- Exercise data -

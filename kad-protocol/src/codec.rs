//! MessagePack framing for [`RpcMessage`]. Every UDP datagram is exactly
//! one `rmp_serde::to_vec_named` frame — self-describing, so unknown
//! fields are ignored rather than rejected (spec.md §6, §9).

use crate::message::{DecodeError, RpcMessage, WireMessage};

/// Encodes a message for sending over the wire.
pub fn encode(msg: &RpcMessage) -> Vec<u8> {
    let wire: WireMessage = msg.clone().into();
    // Field names round-trip, not just positions, so the struct can grow
    // new optional fields later without breaking older decoders.
    rmp_serde::to_vec_named(&wire).expect("WireMessage is always serializable")
}

/// Decodes a datagram payload into a typed message.
pub fn decode(bytes: &[u8]) -> Result<RpcMessage, DecodeError> {
    let wire: WireMessage = rmp_serde::from_slice(bytes)?;
    wire.try_into()
}

#[cfg(test)]
mod tests {
    use super::*;
    use crate::message::{Reply, ReplyBody, Request, RequestBody};
    use crate::node_id::NodeId;

    #[test]
    fn ping_request_roundtrips_through_bytes() {
        let msg = RpcMessage::Request(Request {
            src: NodeId::random(),
            echo: NodeId::random(),
            body: RequestBody::Ping,
        });
        let bytes = encode(&msg);
        let back = decode(&bytes).unwrap();
        assert_eq!(msg, back);
    }

    #[test]
    fn store_roundtrips_with_binary_value() {
        let msg = RpcMessage::Request(Request {
            src: NodeId::random(),
            echo: NodeId::random(),
            body: RequestBody::Store {
                key: NodeId::random(),
                val: vec![0xde, 0xad, 0xbe, 0xef, 0x00, 0xff],
            },
        });
        let bytes = encode(&msg);
        assert_eq!(decode(&bytes).unwrap(), msg);
    }

    #[test]
    fn find_node_reply_roundtrips_with_empty_nodes() {
        let msg = RpcMessage::Reply(Reply {
            src: NodeId::random(),
            echo: NodeId::random(),
            body: ReplyBody::FindNode { nodes: vec![] },
        });
        let bytes = encode(&msg);
        assert_eq!(decode(&bytes).unwrap(), msg);
    }

    #[test]
    fn garbage_bytes_fail_to_decode() {
        let garbage = [0xffu8; 8];
        assert!(matches!(decode(&garbage), Err(DecodeError::Malformed(_))));
    }
}
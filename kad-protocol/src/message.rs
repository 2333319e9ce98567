//! RPC message types (spec.md §3 `RpcMessage`, §6 wire format) and the
//! conversion between the self-describing wire envelope and the typed,
//! per-RPC message shapes the rest of the system works with.
//!
//! The wire envelope (`WireMessage`) mirrors the dynamic key/value bag the
//! original implementation used, so unknown fields are tolerated for
//! forward compatibility (spec.md §4.2, §9). Everything above the codec
//! boundary works with the typed `RpcMessage` tagged union instead, per the
//! redesign called for in spec.md §9.

use serde::{Deserialize, Serialize};
use thiserror::Error;

use crate::node_id::NodeId;

/// A per-request/reply correlation nonce. Shares `NodeId`'s 160-bit hex
/// representation (spec.md §6: "160-bit correlation token, 40-char
/// lowercase hex") but carries no distance semantics of its own.
pub type EchoToken = NodeId;

/// Contact information for a peer as carried inside `FIND_NODE` /
/// `FIND_VALUE` replies: `[ip_string, port_int, id_hex]` (spec.md §6).
#[derive(Debug, Clone, PartialEq, Eq, Serialize, Deserialize)]
pub struct ContactInfo {
    pub ip: String,
    pub port: u16,
    pub id: NodeId,
}

#[derive(Debug, Clone, Copy, PartialEq, Eq, Serialize, Deserialize)]
pub enum MessageKind {
    #[serde(rename = "REQ")]
    Request,
    #[serde(rename = "REP")]
    Reply,
}

#[derive(Debug, Clone, Copy, PartialEq, Eq, Serialize, Deserialize)]
pub enum RpcKind {
    #[serde(rename = "PING")]
    Ping,
    #[serde(rename = "STORE")]
    Store,
    #[serde(rename = "FIND_NODE")]
    FindNode,
    #[serde(rename = "FIND_VALUE")]
    FindValue,
}

/// The literal wire envelope: one struct with every possible field,
/// optional fields skipped when absent. This is what actually crosses the
/// UDP socket (spec.md §4.2, §6). `#[serde(default)]` on every optional
/// field means fields present in a future version but unknown to this one
/// are simply dropped by the deserializer rather than causing a decode
/// error, and fields this version expects but a sender omits come back as
/// `None` rather than failing to parse.
#[derive(Debug, Clone, Serialize, Deserialize)]
pub struct WireMessage {
    pub r#type: MessageKind,
    pub rpc: RpcKind,
    pub src: NodeId,
    pub echo: EchoToken,
    #[serde(default, skip_serializing_if = "Option::is_none")]
    pub id: Option<NodeId>,
    #[serde(default, skip_serializing_if = "Option::is_none")]
    pub key: Option<NodeId>,
    #[serde(default, skip_serializing_if = "Option::is_none")]
    pub val: Option<Vec<u8>>,
    #[serde(default, skip_serializing_if = "Option::is_none")]
    pub value: Option<Vec<u8>>,
    #[serde(default, skip_serializing_if = "Option::is_none")]
    pub nodes: Option<Vec<ContactInfo>>,
}

#[derive(Debug, Error)]
pub enum DecodeError {
    #[error("malformed datagram: {0}")]
    Malformed(#[from] rmp_serde::decode::Error),
    #[error("{rpc:?} {kind:?} is missing required field `{field}`")]
    MissingField {
        rpc: RpcKind,
        kind: MessageKind,
        field: &'static str,
    },
}

/// Typed request body, one variant per RPC (spec.md §4.7, §6).
#[derive(Debug, Clone, PartialEq, Eq)]
pub enum RequestBody {
    Ping,
    Store { key: NodeId, val: Vec<u8> },
    FindNode { target: NodeId },
    FindValue { key: NodeId },
}

/// Typed reply body, one variant per RPC.
#[derive(Debug, Clone, PartialEq, Eq)]
pub enum ReplyBody {
    Ping,
    Store,
    FindNode { nodes: Vec<ContactInfo> },
    /// Either the stored value, or the closest known nodes — never both
    /// (spec.md §4.7 FIND_VALUE).
    FindValue(FindValueResult),
}

#[derive(Debug, Clone, PartialEq, Eq)]
pub enum FindValueResult {
    Value(Vec<u8>),
    Nodes(Vec<ContactInfo>),
}

#[derive(Debug, Clone, PartialEq, Eq)]
pub struct Request {
    pub src: NodeId,
    pub echo: EchoToken,
    pub body: RequestBody,
}

#[derive(Debug, Clone, PartialEq, Eq)]
pub struct Reply {
    pub src: NodeId,
    pub echo: EchoToken,
    pub body: ReplyBody,
}

#[derive(Debug, Clone, PartialEq, Eq)]
pub enum RpcMessage {
    Request(Request),
    Reply(Reply),
}

impl RpcMessage {
    pub fn src(&self) -> NodeId {
        match self {
            RpcMessage::Request(r) => r.src,
            RpcMessage::Reply(r) => r.src,
        }
    }

    pub fn echo(&self) -> EchoToken {
        match self {
            RpcMessage::Request(r) => r.echo,
            RpcMessage::Reply(r) => r.echo,
        }
    }
}

impl TryFrom<WireMessage> for RpcMessage {
    type Error = DecodeError;

    fn try_from(w: WireMessage) -> Result<Self, Self::Error> {
        let missing = |field: &'static str| DecodeError::MissingField {
            rpc: w.rpc,
            kind: w.r#type,
            field,
        };

        match w.r#type {
            MessageKind::Request => {
                let body = match w.rpc {
                    RpcKind::Ping => RequestBody::Ping,
                    RpcKind::Store => RequestBody::Store {
                        key: w.key.ok_or_else(|| missing("key"))?,
                        val: w.val.ok_or_else(|| missing("val"))?,
                    },
                    // Per spec.md §9 open question: a request's `id` field
                    // names the FIND_NODE lookup target, never the sender.
                    RpcKind::FindNode => RequestBody::FindNode {
                        target: w.id.ok_or_else(|| missing("id"))?,
                    },
                    RpcKind::FindValue => RequestBody::FindValue {
                        key: w.key.ok_or_else(|| missing("key"))?,
                    },
                };
                Ok(RpcMessage::Request(Request {
                    src: w.src,
                    echo: w.echo,
                    body,
                }))
            }
            MessageKind::Reply => {
                let body = match w.rpc {
                    RpcKind::Ping => ReplyBody::Ping,
                    RpcKind::Store => ReplyBody::Store,
                    RpcKind::FindNode => ReplyBody::FindNode {
                        nodes: w.nodes.ok_or_else(|| missing("nodes"))?,
                    },
                    RpcKind::FindValue => {
                        if let Some(value) = w.value {
                            ReplyBody::FindValue(FindValueResult::Value(value))
                        } else if let Some(nodes) = w.nodes {
                            ReplyBody::FindValue(FindValueResult::Nodes(nodes))
                        } else {
                            return Err(missing("value|nodes"));
                        }
                    }
                };
                Ok(RpcMessage::Reply(Reply {
                    src: w.src,
                    echo: w.echo,
                    body,
                }))
            }
        }
    }
}

impl From<RpcMessage> for WireMessage {
    fn from(msg: RpcMessage) -> Self {
        match msg {
            RpcMessage::Request(Request { src, echo, body }) => {
                let mut w = WireMessage {
                    r#type: MessageKind::Request,
                    rpc: rpc_kind_of_request(&body),
                    src,
                    echo,
                    id: None,
                    key: None,
                    val: None,
                    value: None,
                    nodes: None,
                };
                match body {
                    RequestBody::Ping => {}
                    RequestBody::Store { key, val } => {
                        w.key = Some(key);
                        w.val = Some(val);
                    }
                    RequestBody::FindNode { target } => w.id = Some(target),
                    RequestBody::FindValue { key } => w.key = Some(key),
                }
                w
            }
            RpcMessage::Reply(Reply { src, echo, body }) => {
                let mut w = WireMessage {
                    r#type: MessageKind::Reply,
                    rpc: rpc_kind_of_reply(&body),
                    src,
                    echo,
                    id: None,
                    key: None,
                    val: None,
                    value: None,
                    nodes: None,
                };
                match body {
                    ReplyBody::Ping | ReplyBody::Store => {}
                    ReplyBody::FindNode { nodes } => w.nodes = Some(nodes),
                    ReplyBody::FindValue(FindValueResult::Value(value)) => w.value = Some(value),
                    ReplyBody::FindValue(FindValueResult::Nodes(nodes)) => w.nodes = Some(nodes),
                }
                w
            }
        }
    }
}

fn rpc_kind_of_request(body: &RequestBody) -> RpcKind {
    match body {
        RequestBody::Ping => RpcKind::Ping,
        RequestBody::Store { .. } => RpcKind::Store,
        RequestBody::FindNode { .. } => RpcKind::FindNode,
        RequestBody::FindValue { .. } => RpcKind::FindValue,
    }
}

fn rpc_kind_of_reply(body: &ReplyBody) -> RpcKind {
    match body {
        ReplyBody::Ping => RpcKind::Ping,
        ReplyBody::Store => RpcKind::Store,
        ReplyBody::FindNode { .. } => RpcKind::FindNode,
        ReplyBody::FindValue { .. } => RpcKind::FindValue,
    }
}

#[cfg(test)]
mod tests {
    use super::*;

    fn id(byte: u8) -> NodeId {
        let mut bytes = [0u8; 20];
        bytes[19] = byte;
        NodeId::from_bytes(bytes)
    }

    #[test]
    fn find_node_request_roundtrips_through_wire_message() {
        let msg = RpcMessage::Request(Request {
            src: id(1),
            echo: id(2),
            body: RequestBody::FindNode { target: id(3) },
        });
        let wire: WireMessage = msg.clone().into();
        assert_eq!(wire.rpc, RpcKind::FindNode);
        assert_eq!(wire.id, Some(id(3)));
        let back: RpcMessage = wire.try_into().unwrap();
        assert_eq!(back, msg);
    }

    #[test]
    fn find_value_reply_prefers_value_over_nodes() {
        let wire = WireMessage {
            r#type: MessageKind::Reply,
            rpc: RpcKind::FindValue,
            src: id(1),
            echo: id(2),
            id: None,
            key: None,
            val: None,
            value: Some(b"noodles".to_vec()),
            nodes: Some(vec![]),
        };
        let msg: RpcMessage = wire.try_into().unwrap();
        match msg {
            RpcMessage::Reply(Reply {
                body: ReplyBody::FindValue(FindValueResult::Value(v)),
                ..
            }) => assert_eq!(v, b"noodles"),
            other => panic!("unexpected: {other:?}"),
        }
    }

    #[test]
    fn missing_required_field_is_rejected() {
        let wire = WireMessage {
            r#type: MessageKind::Request,
            rpc: RpcKind::Store,
            src: id(1),
            echo: id(2),
            id: None,
            key: Some(id(3)),
            val: None, // missing `val`
            value: None,
            nodes: None,
        };
        let result: Result<RpcMessage, _> = wire.try_into();
        assert!(matches!(
            result,
            Err(DecodeError::MissingField { field: "val", .. })
        ));
    }
}
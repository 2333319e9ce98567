//! Compile-time build and version metadata for kad-dht binaries.

/// The crate version baked in at compile time via `CARGO_PKG_VERSION`.
pub const PKG_VERSION: &str = env!("CARGO_PKG_VERSION");

/// The git commit this binary was built from, or "unknown" outside a checkout.
pub const GIT_SHA: &str = match option_env!("VERGEN_GIT_SHA") {
    Some(sha) => sha,
    None => "unknown",
};

/// The git branch this binary was built from, or "unknown" outside a checkout.
pub const GIT_BRANCH: &str = match option_env!("VERGEN_GIT_BRANCH") {
    Some(branch) => branch,
    None => "unknown",
};

/// The UTC timestamp this binary was built at, or "unknown" if unavailable.
pub const BUILD_TIMESTAMP: &str = match option_env!("VERGEN_BUILD_TIMESTAMP") {
    Some(ts) => ts,
    None => "unknown",
};

/// A single human-readable line summarizing the build, suitable for
/// `--version` output and a one-time startup log line.
pub fn one_line() -> String {
    format!(
        "kad-dht {PKG_VERSION} ({GIT_SHA} on {GIT_BRANCH}, built {BUILD_TIMESTAMP})"
    )
}

/// Logs [`one_line`] at info level. Call once during node startup.
pub fn log_version() {
    tracing::info!("{}", one_line());
}
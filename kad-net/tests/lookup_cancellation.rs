//! spec.md §5 "Cancellation": a lookup's initiator can cancel it mid-flight.
//! Cancellation must cut a lookup short well before its in-flight requests'
//! full timeout, and must not schedule any further FIND_*s afterward.

use std::net::{Ipv4Addr, SocketAddr};
use std::time::{Duration, Instant};

use kad_net::{LookupOutcome, LookupTarget, NetworkConfig, Node};
use kad_protocol::NodeId;

fn loopback(port: u16) -> SocketAddr {
    SocketAddr::new(Ipv4Addr::LOCALHOST.into(), port)
}

#[tokio::test]
async fn cancelling_a_lookup_returns_well_before_the_request_timeout() {
    let mut config = NetworkConfig::new(loopback(0));
    config.request_timeout = Duration::from_secs(5);
    let node = Node::bind(config).await.expect("bind");

    // Seed the routing table with a peer address nothing is listening on,
    // so its FIND_NODE would otherwise hang until the full request timeout.
    let unreachable_addr = loopback(0);
    let unreachable_peer = kad_net::Peer::new(NodeId::random(), {
        // bind a socket briefly to grab a genuinely free port, then drop it
        // so the address is guaranteed unoccupied for the test's duration.
        let probe = std::net::UdpSocket::bind(unreachable_addr).unwrap();
        probe.local_addr().unwrap()
    });
    node.routing_table
        .lock()
        .await
        .observe(
            unreachable_peer,
            &*node.probe,
            Duration::from_millis(50),
        )
        .await;

    let (engine, cancel) = node.cancellable_lookup_engine();
    let target = NodeId::random();

    let started = Instant::now();
    let run = engine.run(LookupTarget::Node(target));
    let cancel_after_a_beat = async {
        tokio::time::sleep(Duration::from_millis(50)).await;
        cancel.cancel();
    };

    let (outcome, ()) = tokio::join!(run, cancel_after_a_beat);
    let elapsed = started.elapsed();

    assert!(matches!(outcome, LookupOutcome::ClosestNodes(_)));
    assert!(
        elapsed < Duration::from_secs(1),
        "cancellation should cut the lookup short long before its 5s request timeout, took {elapsed:?}"
    );
}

- Required action -
Lines in the records that hold "than" should be tallied, with the total given on its own.

- Solved problem -
3